Il me regardait avec une fixité singulière, comme il arrive à tous les malades exprimant un doute sur leur état. C'est un moment difficile pour le médecin: de son attitude dépend la force morale du malade; le regard de celui-ci va jusqu'au fond de sa conscience: s'il y découvre le soupçon de sa fin prochaine, tout est perdu; rabattement commence, les ressorts de l'âme se détendent, le mal prend le dessus.

Je tins bon sous cette inspection; le comte parut se rassurer; il me pressa de nouveau la main, et se laissa doucement aller, plus calme, plus confiant.

J'aperçus seulement alors Mademoiselle Odile et une vieille dame, sa gouvernante sans doute, assises au fond de l'alcôve, de l'autre côté du lit.

Elles me saluèrent d'une inclination de tête.

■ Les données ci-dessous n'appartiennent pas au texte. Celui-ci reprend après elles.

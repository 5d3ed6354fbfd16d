use std::path::PathBuf;

use anyhow::{anyhow, Result};
use clap::Parser;

use gig_board::{config::AppConfig, models::ArtistId};

#[derive(Parser, Debug)]
#[command(name = "gig-board")]
#[command(about = "Gig listings built from free-text announcements")]
#[command(version)]
struct Cli {
    /// JSON config file (defaults to <data dir>/config.json when present)
    #[arg(short, long, env = "GIGS_CONFIG")]
    config: Option<PathBuf>,

    /// Address to listen on
    #[arg(short, long)]
    bind: Option<String>,

    /// Root directory for users.json and per-artist gig documents
    #[arg(short, long)]
    data_dir: Option<PathBuf>,

    /// Import a legacy gigs file and exit, e.g. `metro_jethros=_data/gigs.json`
    #[arg(long, value_name = "ARTIST=PATH", value_parser = parse_import)]
    import: Option<(ArtistId, PathBuf)>,
}

fn parse_import(raw: &str) -> Result<(ArtistId, PathBuf), String> {
    let (artist, path) = raw
        .split_once('=')
        .ok_or_else(|| "expected ARTIST=PATH".to_string())?;
    let artist = ArtistId::parse(artist).map_err(|err| err.to_string())?;
    if path.trim().is_empty() {
        return Err("missing PATH".to_string());
    }
    Ok((artist, PathBuf::from(path)))
}

#[tokio::main]
async fn main() -> Result<()> {
    tracing_subscriber::fmt()
        .with_env_filter(
            tracing_subscriber::EnvFilter::try_from_default_env()
                .unwrap_or_else(|_| "info,tower_http=info".into()),
        )
        .init();

    let cli = Cli::parse();
    let mut config = AppConfig::load(cli.config.as_deref())?;
    if let Some(bind) = cli.bind {
        config.bind = bind;
    }
    if let Some(dir) = cli.data_dir {
        config.data_dir = Some(dir);
    }

    if let Some((artist, path)) = cli.import {
        if !path.exists() {
            return Err(anyhow!("{} does not exist", path.display()));
        }
        gig_board::import_legacy(&config, &artist, &path).await?;
        return Ok(());
    }

    gig_board::run(config).await
}

#[cfg(test)]
mod tests {
    use super::*;

    #[test]
    fn import_argument_splits_artist_and_path() {
        let (artist, path) = parse_import("Metro-Jethros=_data/gigs.json").unwrap();
        assert_eq!(artist.as_str(), "metro_jethros");
        assert_eq!(path, PathBuf::from("_data/gigs.json"));

        assert!(parse_import("_data/gigs.json").is_err());
        assert!(parse_import("metro_jethros=").is_err());
        assert!(parse_import("bad artist=x.json").is_err());
    }

    #[test]
    fn cli_parses_flags() {
        let cli = Cli::try_parse_from([
            "gig-board",
            "--bind",
            "0.0.0.0:9000",
            "--import",
            "moon_unit=legacy.json",
        ])
        .unwrap();
        assert_eq!(cli.bind.as_deref(), Some("0.0.0.0:9000"));
        assert_eq!(cli.import.unwrap().0.as_str(), "moon_unit");
    }
}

Le portrait de la bibliothèque me revint subitement à l'esprit. «C'est elle, me dis-je; elle … la première femme de Hugues…. Voila bien ce front haut, ces longs cils, ce regard moite de langueur, ce sourire d'une tristesse indéfinissable.—Oh! que de choses dans le sourire de la femme!—N'y cherchez point la joie, le bonheur. Le sourire de la femme voile tant de souffrances intimes, tant d'inquiétudes, tant d'anxiétés poignantes! Jeune fille, épouse, mère, il faut toujours sourire, même lorsque le coeur se comprime, lorsque le sanglot étouffe … C'est ton rôle, ô femme! dans cette grande et amère comédie qu'on appelle l'existence humaine!»